This function used for construction of the entire Abstract Syntax Tree (AST) by leveraging construct_node to create AST nodes and connect_nodes to establish relationships between them based on compositions.
Correct Output: Reading from File
The following ast_to_dot function produces the desired output when reading directly from the source file:
def ast_to_dot(node):
"""Converts AST node to DOT format for Graphviz."""
def node_label(node):
segment = ast.get_source_segment(code, node) if hasattr(node, 'lineno') else ''
return f"{type(node).__name__}\n{segment}"
def node_id(node):
return f"node{str(id(node))}"
dot = graphviz.Digraph()
dot.attr(rankdir='TB', nodesep='0.75', ranksep='0.75', splines='true')
root_id = node_id(node)
def visit(node, parent=None):
if not isinstance(node, ast.AST) or isinstance(node, ast.Load) or isinstance(node, ast.Store):
return
node_name = node_id(node)
dot.node(node_name, node_label(node), margin='0.1,0.1', width='0.2', height='0.2', fontsize='10')
if parent:
dot.edge(parent, node_name, minlen='1', arrowsize='0.5')

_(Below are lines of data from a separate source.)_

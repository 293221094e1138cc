//! 放弃购物车扫描器
//!
//! 固定间隔扫描：最后活动早于阈值、含至少一个条目、尚未通知过的购物车
//! 发布 CartAbandoned 事件。只有发布成功才写 `abandonment_notified_at`，
//! 保证每个购物车至多通知一次；单个购物车的发布失败被捕获并记录，
//! 不中断整轮扫描，留待下一轮重试。

use std::sync::Arc;

use chrono::{Duration, Utc};
use tokio::sync::watch;
use tracing::{error, info, warn};

use shop_shared::config::CartConfig;
use shop_shared::error::Result;
use shop_shared::events::{CartAbandoned, CartItemInfo, EventMeta};
use shop_shared::kafka::{EventPublisher, publish_json, topics};

use crate::model::Cart;
use crate::store::CartStore;

/// 放弃购物车扫描器
pub struct CartAbandonmentScheduler {
    store: Arc<dyn CartStore>,
    publisher: Arc<dyn EventPublisher>,
    threshold: Duration,
    interval: std::time::Duration,
}

impl CartAbandonmentScheduler {
    pub fn new(
        store: Arc<dyn CartStore>,
        publisher: Arc<dyn EventPublisher>,
        config: &CartConfig,
    ) -> Self {
        Self {
            store,
            publisher,
            threshold: Duration::hours(config.abandonment_threshold_hours),
            interval: std::time::Duration::from_secs(config.scan_interval_minutes * 60),
        }
    }

    /// 执行一轮扫描，返回成功发布的事件数量
    pub async fn scan_once(&self) -> Result<usize> {
        let cutoff = Utc::now() - self.threshold;
        let candidates = self.store.find_abandoned(cutoff).await?;

        if candidates.is_empty() {
            return Ok(0);
        }

        info!(candidates = candidates.len(), "发现放弃购物车候选");

        let mut published = 0;
        for cart in &candidates {
            // 单个购物车失败不中断整轮，未标记的购物车下一轮重试
            match self.notify_abandoned(cart).await {
                Ok(()) => published += 1,
                Err(e) => {
                    error!(cart_id = %cart.id, error = %e, "发布放弃购物车事件失败，留待下轮重试");
                }
            }
        }

        info!(published, total = candidates.len(), "放弃购物车扫描完成");
        Ok(published)
    }

    async fn notify_abandoned(&self, cart: &Cart) -> Result<()> {
        let items = self.store.find_items(cart.id).await?;
        if items.is_empty() {
            // 候选查询与条目读取之间条目可能被清空
            warn!(cart_id = %cart.id, "购物车条目已为空，跳过");
            return Ok(());
        }

        let total = items.iter().map(|i| i.line_total()).sum();
        let event = CartAbandoned {
            meta: EventMeta::new(),
            cart_id: cart.id,
            client_id: cart.client_id,
            client_email: cart.client_email.clone(),
            client_name: cart.client_name.clone(),
            total,
            item_count: items.len() as i32,
            items: items
                .iter()
                .map(|i| CartItemInfo {
                    product_id: i.product_id,
                    product_name: i.product_name.clone(),
                    quantity: i.quantity,
                    unit_price: i.unit_price,
                })
                .collect(),
            last_activity_at: cart.updated_at,
            abandoned_at: Utc::now(),
        };

        publish_json(
            self.publisher.as_ref(),
            topics::CART_ABANDONED,
            &cart.id.to_string(),
            &event,
        )
        .await?;

        // 发布成功才标记，失败的购物车保持候选资格
        self.store.mark_notified(cart.id, Utc::now()).await?;

        info!(cart_id = %cart.id, client_id = %cart.client_id, total = %total, "已发布放弃购物车事件");
        Ok(())
    }

    /// 按固定间隔循环扫描，直到收到关闭信号
    pub async fn run(self, mut shutdown: watch::Receiver<bool>) {
        let mut ticker = tokio::time::interval(self.interval);
        info!(interval_secs = self.interval.as_secs(), "放弃购物车扫描器已启动");

        loop {
            tokio::select! {
                biased;

                _ = shutdown.changed() => {
                    if *shutdown.borrow() {
                        info!("收到关闭信号，放弃购物车扫描器退出");
                        break;
                    }
                }

                _ = ticker.tick() => {
                    if let Err(e) = self.scan_once().await {
                        error!(error = %e, "放弃购物车扫描失败");
                    }
                }
            }
        }
    }
}
//! 订单创建消费者
//!
//! 下单成功后清空该客户的购物车。购物车不存在时记录日志跳过，
//! 因此事件重复投递天然幂等。

use std::sync::Arc;

use tokio::sync::watch;
use tracing::{info, warn};

use shop_shared::config::AppConfig;
use shop_shared::dlq::DlqProducer;
use shop_shared::error::Result;
use shop_shared::events::OrderCreated;
use shop_shared::kafka::{ConsumerMessage, KafkaConsumer, KafkaProducer, topics};
use shop_shared::retry::{RetryPolicy, retry_with_policy};

use crate::store::CartStore;

/// 处理订单创建事件：删除该客户的购物车聚合
pub async fn handle_order_created(store: &dyn CartStore, event: &OrderCreated) -> Result<()> {
    let Some(cart) = store.find_by_client(event.client_id).await? else {
        info!(
            order_id = %event.order_id,
            client_id = %event.client_id,
            "客户没有活跃购物车，跳过清空"
        );
        return Ok(());
    };

    store.delete_cart(cart.id).await?;

    info!(
        order_id = %event.order_id,
        cart_id = %cart.id,
        client_id = %event.client_id,
        "下单成功，购物车已清空"
    );
    Ok(())
}

/// 订单创建消费者
pub struct OrderCreatedConsumer {
    consumer: KafkaConsumer,
    store: Arc<dyn CartStore>,
    dlq: Arc<DlqProducer>,
    retry_policy: RetryPolicy,
}

impl OrderCreatedConsumer {
    pub fn new(
        config: &AppConfig,
        store: Arc<dyn CartStore>,
        producer: KafkaProducer,
    ) -> Result<Self> {
        let consumer = KafkaConsumer::new(&config.kafka, Some("orders"))?;
        consumer.subscribe(&[topics::ORDER_CREATED])?;

        Ok(Self {
            consumer,
            store,
            dlq: Arc::new(DlqProducer::new(producer, "cart-service", config)),
            retry_policy: RetryPolicy::from_kafka(&config.kafka),
        })
    }

    pub async fn run(self, shutdown: watch::Receiver<bool>) {
        let store = self.store.clone();
        let dlq = self.dlq.clone();
        let retry_policy = self.retry_policy.clone();

        self.consumer
            .start(shutdown, move |msg| {
                let store = store.clone();
                let dlq = dlq.clone();
                let retry_policy = retry_policy.clone();

                async move {
                    let result = retry_with_policy(
                        &retry_policy,
                        "清空购物车",
                        |e| e.is_retryable(),
                        || async {
                            let event: OrderCreated = msg.deserialize_payload()?;
                            handle_order_created(store.as_ref(), &event).await
                        },
                    )
                    .await;

                    if let Err(e) = result {
                        warn!(error = %e, "清空购物车失败，消息进入死信队列");
                        dlq.send_to_dlq(&msg, &e.to_string()).await?;
                    }

                    Ok(())
                }
            })
            .await;

        info!("订单创建消费循环已退出");
    }
}
//! 购物车领域模型
//!
//! 购物车是客户持有的聚合：一个客户至多一个活跃购物车。
//! 客户邮箱与姓名从客户表联查得到，随聚合一起读出以便构造事件。

use chrono::{DateTime, Utc};
use rust_decimal::Decimal;
use sqlx::FromRow;
use uuid::Uuid;

/// 购物车聚合头
#[derive(Debug, Clone, FromRow)]
pub struct Cart {
    pub id: Uuid,
    pub client_id: Uuid,
    pub client_email: String,
    pub client_name: String,
    pub created_at: DateTime<Utc>,
    /// 每次条目变更时刷新，放弃判定以此为准
    pub updated_at: DateTime<Utc>,
    /// 已发布过 CartAbandoned 的时间，保证每个购物车至多通知一次
    pub abandonment_notified_at: Option<DateTime<Utc>>,
}

/// 购物车条目
#[derive(Debug, Clone, FromRow)]
pub struct CartItem {
    pub id: Uuid,
    pub cart_id: Uuid,
    pub product_id: Uuid,
    pub product_name: String,
    pub quantity: i32,
    pub unit_price: Decimal,
}

impl CartItem {
    pub fn line_total(&self) -> Decimal {
        self.unit_price * Decimal::from(self.quantity)
    }
}

#[cfg(test)]
mod tests {
    use super::*;
    use rust_decimal_macros::dec;

    #[test]
    fn test_line_total() {
        let item = CartItem {
            id: Uuid::now_v7(),
            cart_id: Uuid::now_v7(),
            product_id: Uuid::now_v7(),
            product_name: "键盘".to_string(),
            quantity: 3,
            unit_price: dec!(12.50),
        };
        assert_eq!(item.line_total(), dec!(37.50));
    }
}
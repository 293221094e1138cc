//! 支付结果消费者
//!
//! 消费 shop.payment.completed / shop.payment.failed，将支付结果写回订单。
//! 默认行为是无条件覆盖订单状态（保留原有语义，不经过状态机校验），
//! `order.enforce_status_gate = true` 时改为先查当前状态、
//! 经流转表校验后再写入，非法流转进入重试与死信路径。

use std::sync::Arc;

use tokio::sync::watch;
use tracing::{info, warn};

use shop_shared::config::AppConfig;
use shop_shared::dlq::DlqProducer;
use shop_shared::error::{Result, ShopError};
use shop_shared::events::{PaymentCompleted, PaymentFailed};
use shop_shared::kafka::{ConsumerMessage, KafkaConsumer, KafkaProducer, topics};
use shop_shared::retry::{RetryPolicy, retry_with_policy};

use crate::state_machine::{OrderStatus, can_transition};
use crate::store::OrderStatusStore;

// ---------------------------------------------------------------------------
// 事件处理逻辑
// ---------------------------------------------------------------------------

/// 处理支付成功事件
///
/// - 订单不存在：记录警告后跳过（事件可能先于订单到达或订单属于其他分片）
/// - enforce_gate 为 false：无条件写入 Paid，即使当前状态是 Cancelled 等终态
/// - enforce_gate 为 true：流转表拒绝时返回 InvalidStateTransition
pub async fn apply_payment_completed(
    store: &dyn OrderStatusStore,
    event: &PaymentCompleted,
    enforce_gate: bool,
) -> Result<()> {
    let Some(current) = store.current_status(event.order_id).await? else {
        warn!(order_id = %event.order_id, "支付成功事件对应的订单不存在，跳过");
        return Ok(());
    };

    if enforce_gate && !can_transition(current, OrderStatus::Paid) {
        return Err(ShopError::InvalidStateTransition {
            current: current.to_string(),
            requested: OrderStatus::Paid.to_string(),
        });
    }

    store
        .mark_paid(
            event.order_id,
            event.transaction_id.as_deref(),
            None,
            event.paid_at,
        )
        .await?;

    info!(
        order_id = %event.order_id,
        payment_id = %event.payment_id,
        previous_status = %current,
        "订单已标记为 Paid"
    );
    Ok(())
}

/// 处理支付失败事件，语义与 [`apply_payment_completed`] 对称
pub async fn apply_payment_failed(
    store: &dyn OrderStatusStore,
    event: &PaymentFailed,
    enforce_gate: bool,
) -> Result<()> {
    let Some(current) = store.current_status(event.order_id).await? else {
        warn!(order_id = %event.order_id, "支付失败事件对应的订单不存在，跳过");
        return Ok(());
    };

    if enforce_gate && !can_transition(current, OrderStatus::PaymentFailed) {
        return Err(ShopError::InvalidStateTransition {
            current: current.to_string(),
            requested: OrderStatus::PaymentFailed.to_string(),
        });
    }

    store
        .mark_payment_failed(event.order_id, event.failed_at)
        .await?;

    info!(
        order_id = %event.order_id,
        previous_status = %current,
        error = %event.error_message,
        "订单已标记为 PaymentFailed"
    );
    Ok(())
}

/// 按 topic 分发单条消息
pub async fn process_payment_message(
    msg: &ConsumerMessage,
    store: &dyn OrderStatusStore,
    enforce_gate: bool,
) -> Result<()> {
    match msg.topic.as_str() {
        topics::PAYMENT_COMPLETED => {
            let event: PaymentCompleted = msg.deserialize_payload()?;
            apply_payment_completed(store, &event, enforce_gate).await
        }
        topics::PAYMENT_FAILED => {
            let event: PaymentFailed = msg.deserialize_payload()?;
            apply_payment_failed(store, &event, enforce_gate).await
        }
        other => {
            warn!(topic = other, "收到未订阅的 topic 消息，忽略");
            Ok(())
        }
    }
}

// ---------------------------------------------------------------------------
// PaymentStatusConsumer
// ---------------------------------------------------------------------------

/// 支付结果消费者
///
/// 可重试错误按退避策略重试，重试耗尽或遇到不可重试错误后
/// 将消息写入死信队列，避免阻塞后续消息。
pub struct PaymentStatusConsumer {
    consumer: KafkaConsumer,
    store: Arc<dyn OrderStatusStore>,
    dlq: Arc<DlqProducer>,
    retry_policy: RetryPolicy,
    enforce_gate: bool,
}

impl PaymentStatusConsumer {
    pub fn new(
        config: &AppConfig,
        store: Arc<dyn OrderStatusStore>,
        producer: KafkaProducer,
    ) -> Result<Self> {
        let consumer = KafkaConsumer::new(&config.kafka, Some("payments"))?;
        consumer.subscribe(&[topics::PAYMENT_COMPLETED, topics::PAYMENT_FAILED])?;

        Ok(Self {
            consumer,
            store,
            dlq: Arc::new(DlqProducer::new(producer, "order-service", config)),
            retry_policy: RetryPolicy::from_kafka(&config.kafka),
            enforce_gate: config.order.enforce_status_gate,
        })
    }

    /// 启动消费循环，直到收到关闭信号
    pub async fn run(self, shutdown: watch::Receiver<bool>) {
        let store = self.store.clone();
        let dlq = self.dlq.clone();
        let retry_policy = self.retry_policy.clone();
        let enforce_gate = self.enforce_gate;

        self.consumer
            .start(shutdown, move |msg| {
                let store = store.clone();
                let dlq = dlq.clone();
                let retry_policy = retry_policy.clone();

                async move {
                    let result = retry_with_policy(
                        &retry_policy,
                        "处理支付结果事件",
                        |e| e.is_retryable(),
                        || process_payment_message(&msg, store.as_ref(), enforce_gate),
                    )
                    .await;

                    if let Err(e) = result {
                        dlq.send_to_dlq(&msg, &e.to_string()).await?;
                    }

                    Ok(())
                }
            })
            .await;

        info!("支付结果消费循环已退出");
    }
}

// ---------------------------------------------------------------------------
// 单元测试
// ---------------------------------------------------------------------------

for child in ast.iter_child_nodes(node):
visit(child, node_name)
visit(node)
return dot
This function reads the source code and uses the ast module to parse it. It then generates a DOT graph that accurately represents the structure of the code. The labels in this version include segments of the source code, providing a clear and correct visualization of the AST.
Incorrect Output: Reading from Database
When reading data from the database, the ast_to_dot function produces the following output:
def ast_to_dot(node):
"""Converts AST node to DOT format for Graphviz."""
def node_label(node):
if isinstance(node, ast.Module):
return f"Module\n{node.name}"
elif isinstance(node, ast.FunctionDef):
args = ', '.join(arg.arg for arg in node.args.args)
body_content = '\n'.join(ast.dump(stmt) for stmt in node.body)
return f"FunctionDef\ndef {node.name}({args}):\n{body_content}"
elif isinstance(node, ast.arguments):
return "arguments"
elif isinstance(node, ast.arg):
return f"arg\n{node.arg}"
elif isinstance(node, ast.Import):
return f"Import\n{node.names[0].name}"
elif isinstance(node, ast.ImportFrom):
return f"ImportFrom\n{node.names[0].name}"
elif isinstance(node, ast.alias):
return f"alias\n{node.name}"
elif isinstance(node, ast.Expr):
return f"Expr\n{ast.dump(node.value)}"
elif isinstance(node, ast.Assign):
return f"Assign\n{ast.dump(node.targets[0])} = {ast.dump(node.value)}"
elif isinstance(node, ast.For):
iter_name = ast.dump(node.iter)
target_name = ast.dump(node.target)
body_content = '\n'.join(ast.dump(stmt) for stmt in node.body)
return f"For\n{target_name} in {iter_name}:\n{body_content}"
elif isinstance(node, ast.If):
return f"If\n{ast.dump(node.name)}"
elif isinstance(node, ast.Return):
return f"Return\n{node.value}"
elif isinstance(node, ast.BinOp):
return f"BinOp\n{type(node.op).__name__}"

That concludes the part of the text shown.